Pode-se dizer que
Foucault não faz filosofia de forma tradicional. Não há uma exposição
sistemática de conceitos e nem mesmo suas obras formam um todo estável e
coerente, uma espécie de sistema globalizante. Como bem afirmou Deleuze (1992,
p. 130), "o pensamento de Foucault é um pensamento, não que evoluiu, mas
que procedeu por crises". O próprio Foucault (2010) reconhece que o seu
trabalho percorreu três eixos principais: o eixo da formação dos saberes, o
eixo das matrizes normativas de comportamento - as técnicas e procedimentos
pelos quais se empreende conduzir a conduta dos outros -, e o eixo de
constituição do modo de ser do sujeito. São estes dois últimos que serão
resgatados neste trabalho, ou seja, a questão do poder e a questão do sujeito.
Cabe, entretanto,
destacar que no pequeno texto intitulado O Sujeito e o Poder,
Foucault (1995, p. 230) esclarece que o objeto central de seu estudo não é o
poder, mas sim o propósito de "criar uma história dos diferentes modos
pelos quais, em nossa cultura, os seres humanos tornam-se sujeitos". Para
ele, a questão do poder deve ser compreendida no âmbito desta problemática mais
ampla: a da objetivação do sujeito. Assim, a questão do poder só faz sentido
para Foucault em sua relação com a constituição da subjetividade.
Segundo Foucault
(1995), o poder não é algo que se tem, mas algo que se exerce sobre outro, seja
indivíduo ou coletividade. A expressão "relações de poder", tão
utilizada pelo filósofo, faz referência ao fato de que o poder "só existe
em ato" (FOUCAULT, 1995, p. 242) e na interação com outros. Isto significa
que, para o autor, o poder não é objeto pronto, acabado (SÁ e SOARES, 2005).
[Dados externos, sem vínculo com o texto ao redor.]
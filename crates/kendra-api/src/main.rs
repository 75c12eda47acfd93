use kendra_core::Config;

// Use mimalloc as the global allocator for better performance and lower fragmentation,
// especially when running on musl-based systems inside containers.
#[global_allocator]
static GLOBAL: mimalloc::MiMalloc = mimalloc::MiMalloc;

#[tokio::main]
async fn main() -> Result<(), anyhow::Error> {
    // Load configuration
    let config = Config::from_env()?;

    // Initialize the application (telemetry, storage, routes)
    let (_state, router) = kendra_api::setup::initialize_app(config.clone()).await?;

    // Start the server
    kendra_api::setup::server::start_server(&config, router).await?;

    Ok(())
}
use tracing_subscriber::{layer::SubscriberExt, util::SubscriberInitExt, EnvFilter};

const DEFAULT_FILTER: &str = "kendra=debug,kendra_api=debug,kendra_storage=debug,tower_http=debug";

/// Initialize tracing: `RUST_LOG` filter (with a crate-level default) and a
/// fmt layer, emitting JSON lines when `LOG_FORMAT=json`.
pub fn init_telemetry(service_name: &str, environment: &str) -> Result<(), anyhow::Error> {
    let json = std::env::var("LOG_FORMAT")
        .map(|f| f.eq_ignore_ascii_case("json"))
        .unwrap_or(false);

    tracing_subscriber::registry()
        .with(EnvFilter::try_from_default_env().unwrap_or_else(|_| DEFAULT_FILTER.into()))
        .with(json.then(|| tracing_subscriber::fmt::layer().json()))
        .with((!json).then(|| tracing_subscriber::fmt::layer()))
        .try_init()
        .map_err(|e| anyhow::anyhow!("Failed to initialize tracing: {}", e))?;

    tracing::info!(
        service = %service_name,
        environment = %environment,
        json_logs = json,
        "Tracing initialized"
    );
    Ok(())
}
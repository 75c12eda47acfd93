use crate::controller::ControllerContext;
use kendra_core::{ApiMessages, CloudProvider};
use kendra_storage::{FilesHelper, LocalStorage};
use std::sync::Arc;

/// Shared application state
///
/// Everything here is read-only after startup.
#[derive(Clone)]
pub struct AppState {
    pub files: Arc<FilesHelper>,
    /// Present when the local backend is registered
    pub local: Option<Arc<LocalStorage>>,
    pub messages: ApiMessages,
    pub service_name: String,
    pub expose_error_details: bool,
}

impl AppState {
    pub fn new(files: FilesHelper) -> Self {
        Self {
            files: Arc::new(files),
            local: None,
            messages: ApiMessages::default(),
            service_name: "kendra".to_string(),
            expose_error_details: false,
        }
    }

    pub fn with_local(mut self, local: Option<Arc<LocalStorage>>) -> Self {
        self.local = local;
        self
    }

    pub fn with_service_name(mut self, name: impl Into<String>) -> Self {
        self.service_name = name.into();
        self
    }

    pub fn with_error_details(mut self, expose: bool) -> Self {
        self.expose_error_details = expose;
        self
    }

    /// Context for the controller serving `provider`.
    pub fn controller_context(&self, provider: CloudProvider) -> ControllerContext {
        ControllerContext {
            provider,
            messages: self.messages.clone(),
            expose_error_details: self.expose_error_details,
        }
    }
}
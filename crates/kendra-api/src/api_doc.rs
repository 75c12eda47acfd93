//! OpenAPI documentation, served at `/api/openapi.json` and rendered by
//! RapiDoc at `/docs`.

use utoipa::OpenApi;

use crate::controller;
use crate::error;
use crate::handlers;
use crate::setup::routes::health;
use kendra_storage::{DownloadableUrl, PreSignedPayload, PreSignedUrl, StorageObjectMetadata};

#[derive(OpenApi)]
#[openapi(
    info(
        title = "Kendra Cloud Services API",
        version = "0.1.0",
        description = "Upload files to cloud storage and issue signed download/upload URLs. Each provider (azure, aws, gcp, local) is mounted under /cloud-services/{provider}."
    ),
    paths(
        handlers::cloud_services::upload,
        handlers::cloud_services::get_downloadable_url,
        handlers::cloud_services::pre_signed_urls,
        handlers::cloud_services::upload_file,
        health::health_check,
    ),
    components(schemas(
        controller::DownloadUrlRequest,
        controller::PreSignedUrlRequest,
        error::ErrorEnvelope,
        error::ErrorObject,
        handlers::cloud_services::UploadForm,
        health::HealthCheckResponse,
        StorageObjectMetadata,
        DownloadableUrl,
        PreSignedUrl,
        PreSignedPayload,
        kendra_core::CloudProvider,
    )),
    tags(
        (name = "cloud-services", description = "File upload and signed URL endpoints"),
        (name = "health", description = "Service health")
    )
)]
pub struct ApiDoc;

#[cfg(test)]
mod tests {
    use super::*;

    #[test]
    fn test_openapi_lists_cloud_service_paths() {
        let doc = ApiDoc::openapi();
        for path in [
            "/cloud-services/{provider}/upload",
            "/cloud-services/{provider}/getDownloadableUrl",
            "/cloud-services/{provider}/preSignedUrls",
            "/cloud-services/{provider}/uploadFile",
            "/health",
        ] {
            assert!(doc.paths.paths.contains_key(path), "missing {}", path);
        }
    }
}
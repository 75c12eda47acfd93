//! Kendra API Library
//!
//! This crate provides the HTTP surface of the cloud-services controllers:
//! the `CloudStorageController`, its axum handlers, error envelopes, request
//! id middleware and application setup.

mod api_doc;
pub mod constants;
pub mod controller;
pub mod error;
mod handlers;
mod middleware;
pub mod setup;
pub mod state;
mod telemetry;
mod utils;

pub use controller::{CloudStorageController, ControllerContext, ResponseEnvelope};
pub use error::{ErrorEnvelope, ErrorObject};
pub use state::AppState;
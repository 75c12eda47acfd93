//! Shared key and bucket validation for storage backends.

use crate::traits::{StorageError, StorageResult};
use uuid::Uuid;

/// Validate an object key supplied by a client.
///
/// Rejects empty keys, absolute keys, backslashes, surrounding whitespace and
/// empty, `..` or `.` segments. Stores normalize such keys to a different
/// object than the one the caller named. All backends must call this before
/// touching the store.
pub fn validate_key(key: &str) -> StorageResult<()> {
    if key.trim().is_empty() {
        return Err(StorageError::InvalidKey("file path must not be empty".to_string()));
    }
    if key.trim() != key {
        return Err(StorageError::InvalidKey(format!(
            "file path has leading or trailing whitespace: {:?}",
            key
        )));
    }
    if key.starts_with('/') || key.contains('\\') {
        return Err(StorageError::InvalidKey(format!(
            "file path must be relative: {}",
            key
        )));
    }
    if key
        .split('/')
        .any(|segment| segment.is_empty() || segment == ".." || segment == ".")
    {
        return Err(StorageError::InvalidKey(format!(
            "file path contains invalid segments: {}",
            key
        )));
    }
    Ok(())
}

/// Validate a bucket/container name supplied by a client.
pub fn validate_bucket(bucket: &str) -> StorageResult<()> {
    let valid = !bucket.is_empty()
        && bucket.len() <= 63
        && bucket
            .chars()
            .all(|c| c.is_ascii_alphanumeric() || c == '-' || c == '_' || c == '.')
        && !bucket.starts_with('.')
        && !bucket.contains("..");
    if !valid {
        return Err(StorageError::InvalidRequest(format!(
            "invalid bucket name: {}",
            bucket
        )));
    }
    Ok(())
}

/// Generate a key for uploads that arrive without a file path.
pub fn generate_upload_key() -> String {
    format!("uploads/{}", Uuid::new_v4())
}
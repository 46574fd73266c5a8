use std::sync::Once;

use tracing_subscriber::{EnvFilter, layer::SubscriberExt, util::SubscriberInitExt};

static LOG_INIT: Once = Once::new();

/// Install the global tracing subscriber, once per process.
///
/// `RUST_LOG` wins when set; otherwise `default_filter` is used, falling back
/// to `info`. A subscriber installed by someone else is left in place.
pub fn log_init(default_filter: Option<&str>) {
    LOG_INIT.call_once(|| {
        let filter = EnvFilter::try_from_default_env()
            .unwrap_or_else(|_| EnvFilter::new(default_filter.unwrap_or("info")));
        tracing_setup(filter);
    });
}

fn tracing_setup(filter: EnvFilter) {
    let format = tracing_subscriber::fmt::layer()
        .with_level(true)
        .with_target(true)
        .with_line_number(true)
        .with_file(true)
        .with_ansi(true)
        .compact();

    if let Err(e) = tracing_subscriber::registry()
        .with(filter)
        .with(format)
        .try_init()
    {
        tracing::debug!("tracing subscriber already installed: {e}");
    }
}
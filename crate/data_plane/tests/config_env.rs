#![allow(clippy::unwrap_used, clippy::expect_used)]

// The only test touching the process environment, kept alone in its binary.

use std::io::Write;

use paycrypto_data_plane::{
    BuilderConf, DataPlaneError, FieldIssue, Fields, PAYCRYPTO_CONF_ENV, VariantExclusivity,
    builders::build_mac_request,
};

#[test]
fn configuration_file_from_environment_drives_the_builders() {
    paycrypto_logger::log_init(None);

    let mut file = tempfile::NamedTempFile::new().unwrap();
    write!(file, r#"{{"variant_exclusivity": "strict"}}"#).unwrap();
    unsafe {
        std::env::set_var(PAYCRYPTO_CONF_ENV, file.path());
    }

    let conf = BuilderConf::load(None).unwrap();
    assert_eq!(conf.variant_exclusivity, VariantExclusivity::Strict);
    assert!(conf.reject_unknown_fields);

    let fields = Fields::new()
        .with("KeyIdentifier", "arn:kek:1")
        .with("MessageData", "0F0F")
        .with("DukptCmac_KeySerialNumber", "FFFF9876543210E00001")
        .with("EmvMac_PrimaryAccountNumber", "171234567890123");
    let err = build_mac_request(&fields, &conf).unwrap_err();
    assert!(matches!(
        err.issues().as_slice(),
        [FieldIssue::ConflictingVariants { variants, .. }] if variants.len() == 2
    ));
    assert!(matches!(err, DataPlaneError::ValidationAggregate(_)));

    unsafe {
        std::env::set_var(PAYCRYPTO_CONF_ENV, "/this/conf/does/not/exist.json");
    }
    assert!(BuilderConf::load(None).is_err());

    unsafe {
        std::env::remove_var(PAYCRYPTO_CONF_ENV);
    }
}
//! String enumerations of the payment cryptography data plane.
//!
//! Variant names are the wire tokens, so `Display`, `FromStr` and serde all
//! agree on the same spelling. The service owns these sets: a token missing
//! from a list below is carried in `Unknown` and left for the service to
//! judge.
#![allow(non_camel_case_types)]

use std::str::FromStr;

use serde::{Deserialize, Serialize};
use strum::{Display, EnumString};

/// A service enumeration read from caller text.
pub trait ServiceToken: Sized {
    /// Parse `token`, keeping unlisted spellings as they are.
    fn from_token(token: &str) -> Self;

    /// Whether the token is one this client lists.
    fn is_known(&self) -> bool;
}

macro_rules! impl_service_token {
    ($($name:ident),+ $(,)?) => {
        $(
            impl ServiceToken for $name {
                fn from_token(token: &str) -> Self {
                    Self::from_str(token).unwrap_or_else(|_| Self::Unknown(token.to_owned()))
                }

                fn is_known(&self) -> bool {
                    !matches!(self, Self::Unknown(_))
                }
            }
        )+
    };
}

/// MAC algorithm used for generation and verification
#[derive(Debug, Display, Serialize, Deserialize, EnumString, Clone, PartialEq, Eq, Hash)]
pub enum MacAlgorithm {
    ISO9797_ALGORITHM1,
    ISO9797_ALGORITHM3,
    CMAC,
    HMAC,
    HMAC_SHA224,
    HMAC_SHA256,
    HMAC_SHA384,
    HMAC_SHA512,
    AS2805_4_1,
    /// A token this client does not list, sent or read as is
    #[strum(default)]
    #[serde(untagged)]
    Unknown(String),
}

/// Key type of the DUKPT base derivation key
#[derive(Debug, Display, Serialize, Deserialize, EnumString, Clone, PartialEq, Eq, Hash)]
pub enum DukptDerivationType {
    TDES_2KEY,
    TDES_3KEY,
    AES_128,
    AES_192,
    AES_256,
    #[strum(default)]
    #[serde(untagged)]
    Unknown(String),
}

/// Direction of the DUKPT working key
#[derive(Debug, Display, Serialize, Deserialize, EnumString, Clone, PartialEq, Eq, Hash)]
pub enum DukptKeyVariant {
    BIDIRECTIONAL,
    REQUEST,
    RESPONSE,
    #[strum(default)]
    #[serde(untagged)]
    Unknown(String),
}

/// EMV derivation of the ICC master key
#[derive(Debug, Display, Serialize, Deserialize, EnumString, Clone, PartialEq, Eq, Hash)]
pub enum MajorKeyDerivationMode {
    EMV_OPTION_A,
    EMV_OPTION_B,
    #[strum(default)]
    #[serde(untagged)]
    Unknown(String),
}

/// EMV derivation of the MAC session key
#[derive(Debug, Display, Serialize, Deserialize, EnumString, Clone, PartialEq, Eq, Hash)]
pub enum SessionKeyDerivationMode {
    EMV_COMMON_SESSION_KEY,
    EMV2000,
    AMEX,
    MASTERCARD_SESSION_KEY,
    VISA,
    #[strum(default)]
    #[serde(untagged)]
    Unknown(String),
}

/// Block cipher mode for symmetric encryption.
///
/// The service defaults to `CBC` when the mode is omitted.
#[derive(Debug, Display, Serialize, Deserialize, EnumString, Clone, PartialEq, Eq, Hash)]
pub enum EncryptionMode {
    ECB,
    CBC,
    CFB,
    CFB1,
    CFB8,
    CFB64,
    CFB128,
    OFB,
    #[strum(default)]
    #[serde(untagged)]
    Unknown(String),
}

/// Block cipher mode for DUKPT encryption
#[derive(Debug, Display, Serialize, Deserialize, EnumString, Clone, PartialEq, Eq, Hash)]
pub enum DukptEncryptionMode {
    ECB,
    CBC,
    #[strum(default)]
    #[serde(untagged)]
    Unknown(String),
}

/// Padding scheme shared by symmetric and asymmetric encryption
#[derive(Debug, Display, Serialize, Deserialize, EnumString, Clone, PartialEq, Eq, Hash)]
pub enum PaddingType {
    PKCS1,
    OAEP_SHA1,
    OAEP_SHA256,
    OAEP_SHA512,
    #[strum(default)]
    #[serde(untagged)]
    Unknown(String),
}

/// Algorithm used to compute a key check value
#[derive(Debug, Display, Serialize, Deserialize, EnumString, Clone, PartialEq, Eq, Hash)]
pub enum KeyCheckValueAlgorithm {
    CMAC,
    ANSI_X9_24,
    HMAC,
    SHA_1,
    #[strum(default)]
    #[serde(untagged)]
    Unknown(String),
}

/// Algorithm of a symmetric key derived or validated by the service
#[derive(Debug, Display, Serialize, Deserialize, EnumString, Clone, PartialEq, Eq, Hash)]
pub enum SymmetricKeyAlgorithm {
    TDES_2KEY,
    TDES_3KEY,
    AES_128,
    AES_192,
    AES_256,
    HMAC_SHA224,
    HMAC_SHA256,
    HMAC_SHA384,
    HMAC_SHA512,
    #[strum(default)]
    #[serde(untagged)]
    Unknown(String),
}

/// Key derivation function applied to the ECDH shared secret
#[derive(Debug, Display, Serialize, Deserialize, EnumString, Clone, PartialEq, Eq, Hash)]
pub enum KeyDerivationFunction {
    NIST_SP800,
    ANSI_X963,
    #[strum(default)]
    #[serde(untagged)]
    Unknown(String),
}

#[derive(Debug, Display, Serialize, Deserialize, EnumString, Clone, PartialEq, Eq, Hash)]
pub enum KeyDerivationHashAlgorithm {
    SHA_256,
    SHA_384,
    SHA_512,
    #[strum(default)]
    #[serde(untagged)]
    Unknown(String),
}

/// Format of the key material returned by a translation
#[derive(Debug, Display, Serialize, Deserialize, EnumString, Clone, PartialEq, Eq, Hash)]
pub enum WrappedKeyMaterialFormat {
    KEY_CRYPTOGRAM,
    TR31_KEY_BLOCK,
    TR34_KEY_BLOCK,
    #[strum(default)]
    #[serde(untagged)]
    Unknown(String),
}

/// AS2805 variant mask applied to the random key sent to the peer
#[derive(Debug, Display, Serialize, Deserialize, EnumString, Clone, PartialEq, Eq, Hash)]
pub enum RandomKeySendVariantMask {
    VARIANT_MASK_82C0,
    VARIANT_MASK_82,
    #[strum(default)]
    #[serde(untagged)]
    Unknown(String),
}

impl_service_token!(
    MacAlgorithm,
    DukptDerivationType,
    DukptKeyVariant,
    MajorKeyDerivationMode,
    SessionKeyDerivationMode,
    EncryptionMode,
    DukptEncryptionMode,
    PaddingType,
    KeyCheckValueAlgorithm,
    SymmetricKeyAlgorithm,
    KeyDerivationFunction,
    KeyDerivationHashAlgorithm,
    WrappedKeyMaterialFormat,
    RandomKeySendVariantMask,
);
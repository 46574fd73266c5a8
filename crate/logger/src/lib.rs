pub use log_utils::log_init;

mod log_utils;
Para ele, o poder pode ser definido como:
[...] um conjunto de ações sobre
ações possíveis; ele opera sobre o campo de possibilidade onde se inscreve o
comportamento dos sujeitos ativos; ele incita, induz, desvia, facilita ou torna
mais difícil, amplia ou limita, torna mais ou menos provável; no limite, ele
coage ou impede absolutamente, mas é sempre uma maneira de agir sobre um ou
vários sujeitos ativos, e o quanto eles agem ou são suscetíveis de agir. Uma
ação sobre ações (FOUCAULT, 1995, p. 243).
Temos, portanto, no
exercício do poder - e como concepção geral, isto é, para além das inúmeras
especificidades que a análise do poder traria, e efetivamente trouxe, à tona
quando Foucault tomou exemplos específicos (a fábrica, a escola, as ciências, o
presídio) para descrevê-lo - a "condução de condutas", uma espécie de
ordenamento e estruturação do campo de probabilidade das ações sobre as quais
se age. Desta forma, o poder é compreendido tendo não somente um caráter
proibitivo, mas também produtivo (CLEGG, 2003; FOUCAULT, 1995; CASTRO, 2009),
conclusão à qual chega o pensador francês ao contrapor, às noções clássicas de
poder como dominação e do poder como repressão (ambas - mas especialmente a
primeira - muito comumente aplicadas à crítica do taylorismo), a noção nietzscheanamente inspirada
de poder como luta e enfrentamento, cujo dispositivo principal é o governo
(CASTRO, 2009; FOUCAULT, 2005) e que habita na ordem das ações, ou da condução
de condutas. Com isso, Foucault dirige o problema do poder ao problema
fundamental do seu funcionamento, retornando ao pensamento grego e à antiga
hipótese do político como pastor de homens para, a partir disso, estabelecer a
genealogia do poder visto sob a noção, ou hipótese, da luta e enfrentamento.
Mas o que é o poder
pastoral? Como ele se constituiu? Quais as suas características?
O poder pastoral não
é algo estável, inerte, como se fosse um modelo que pudesse ser aplicado em
qualquer relação. Para abordá-lo, Foucault (2008) faz um resgate histórico dos
movimentos, conflitos e transformações em torno da temática pastoral.
Foucault (2008) se
pergunta qual seria a origem da ideia de um governo dos homens presente no
Estado Moderno (e que, segundo CASTRO, 2009, é a fonte de outras formas
contemporâneas de poder: o disciplinar e o biopoder). Segundo ele, encontra-se
no Oriente pré-cristão sob a forma de um poder de tipo pastoral e,
posteriormente, no cristianismo sob a forma de direção de consciência, de
direção das almas.
Apesar de ser
frequente em todo o Oriente mediterrâneo a temática do poder pastoral, esse se
desenvolveu e se intensificou entre os hebreus, nos quais a relação entre Deus
e seu povo era concebida como sendo entre um pastor e seu rebanho (FOUCAULT,
2008). O poder da divindade se caracterizava por se exercer sobre "um
rebanho [...] sobre uma multiplicidade em movimento" (FOUCAULT, 2008, p.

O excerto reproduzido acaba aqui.